=== Source data ===

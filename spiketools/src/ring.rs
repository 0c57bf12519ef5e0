//! Fixed-capacity rolling store of the most recent events

use crate::Event;

/// Ring of the last `capacity` events, kept as parallel timestamp and
/// address columns so a renderer can read them without reshaping.
///
/// The ring is always full: a fresh, resized, or cleared ring holds
/// `capacity` zero entries, and each pushed event evicts the oldest one.
#[derive(Clone, Debug)]
pub struct EventRing {
    times: Vec<u16>,
    addresses: Vec<u8>,
    // index of the oldest entry, also the next slot to overwrite
    head: usize,
}

pub const ON_SCREEN_DEFAULT: usize = 400;

impl Default for EventRing {
    fn default() -> Self {
        EventRing::new(ON_SCREEN_DEFAULT)
    }
}

impl EventRing {
    pub fn new(capacity: usize) -> Self {
        EventRing {
            times: vec![0; capacity],
            addresses: vec![0; capacity],
            head: 0,
        }
    }

    pub fn capacity(&self) -> usize {
        self.times.len()
    }

    /// Append events in arrival order, evicting the oldest entries.
    ///
    /// If more events arrive than fit, only the newest `capacity` are kept.
    pub fn push(&mut self, events: &[Event]) {
        let cap = self.capacity();
        if cap == 0 {
            return;
        }
        let skip = events.len().saturating_sub(cap);
        for e in &events[skip..] {
            self.times[self.head] = e.time;
            self.addresses[self.head] = e.address;
            self.head += 1;
            if self.head == cap {
                self.head = 0;
            }
        }
    }

    /// Reallocate to `capacity` zero entries, discarding all history
    pub fn resize(&mut self, capacity: usize) {
        *self = EventRing::new(capacity);
    }

    /// Zero all entries in place
    pub fn clear(&mut self) {
        self.times.iter_mut().for_each(|t| *t = 0);
        self.addresses.iter_mut().for_each(|a| *a = 0);
        self.head = 0;
    }

    /// Entries from oldest to newest
    pub fn iter(&self) -> impl Iterator<Item = Event> + '_ {
        (self.head..self.capacity()).chain(0..self.head).map(move |i| Event {
            time: self.times[i],
            address: self.addresses[i],
        })
    }

    /// Timestamps from oldest to newest
    pub fn times(&self) -> Vec<u16> {
        let (newer, older) = self.times.split_at(self.head);
        [older, newer].concat()
    }

    /// Addresses from oldest to newest
    pub fn addresses(&self) -> Vec<u8> {
        let (newer, older) = self.addresses.split_at(self.head);
        [older, newer].concat()
    }

    /// Both columns from oldest to newest
    pub fn snapshot(&self) -> (Vec<u16>, Vec<u8>) {
        (self.times(), self.addresses())
    }
}

#[cfg(test)]
mod tests {
    use super::*;

    fn ev(time: u16, address: u8) -> Event {
        Event { time, address }
    }

    #[test]
    fn wraps_around() {
        let mut r = EventRing::new(3);
        r.push(&[ev(1, 1), ev(2, 2)]);
        r.push(&[ev(3, 3), ev(4, 4)]);
        assert_eq!(r.times(), vec![2, 3, 4]);
        assert_eq!(r.addresses(), vec![2, 3, 4]);
        assert_eq!(r.iter().collect::<Vec<_>>(), vec![ev(2, 2), ev(3, 3), ev(4, 4)]);
    }

    #[test]
    fn zero_capacity_ignores_pushes() {
        let mut r = EventRing::new(0);
        r.push(&[ev(1, 1)]);
        assert_eq!(r.capacity(), 0);
        assert!(r.times().is_empty());
    }

    #[test]
    fn clear_resets_order() {
        let mut r = EventRing::new(2);
        r.push(&[ev(5, 5)]);
        r.clear();
        assert_eq!(r.snapshot(), (vec![0, 0], vec![0, 0]));
        r.push(&[ev(6, 6)]);
        assert_eq!(r.times(), vec![0, 6]);
    }
}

===

Extract exactly and only the lines above from the line containing "pub fn clear(&mut" through the line containing "Timestamps from oldest to newest", both end lines included.

Response area
    pub fn clear(&mut self) {
        self.times.iter_mut().for_each(|t| *t = 0);
        self.addresses.iter_mut().for_each(|a| *a = 0);
        self.head = 0;
    }

    /// Entries from oldest to newest
    pub fn iter(&self) -> impl Iterator<Item = Event> + '_ {
        (self.head..self.capacity()).chain(0..self.head).map(move |i| Event {
            time: self.times[i],
            address: self.addresses[i],
        })
    }

    /// Timestamps from oldest to newest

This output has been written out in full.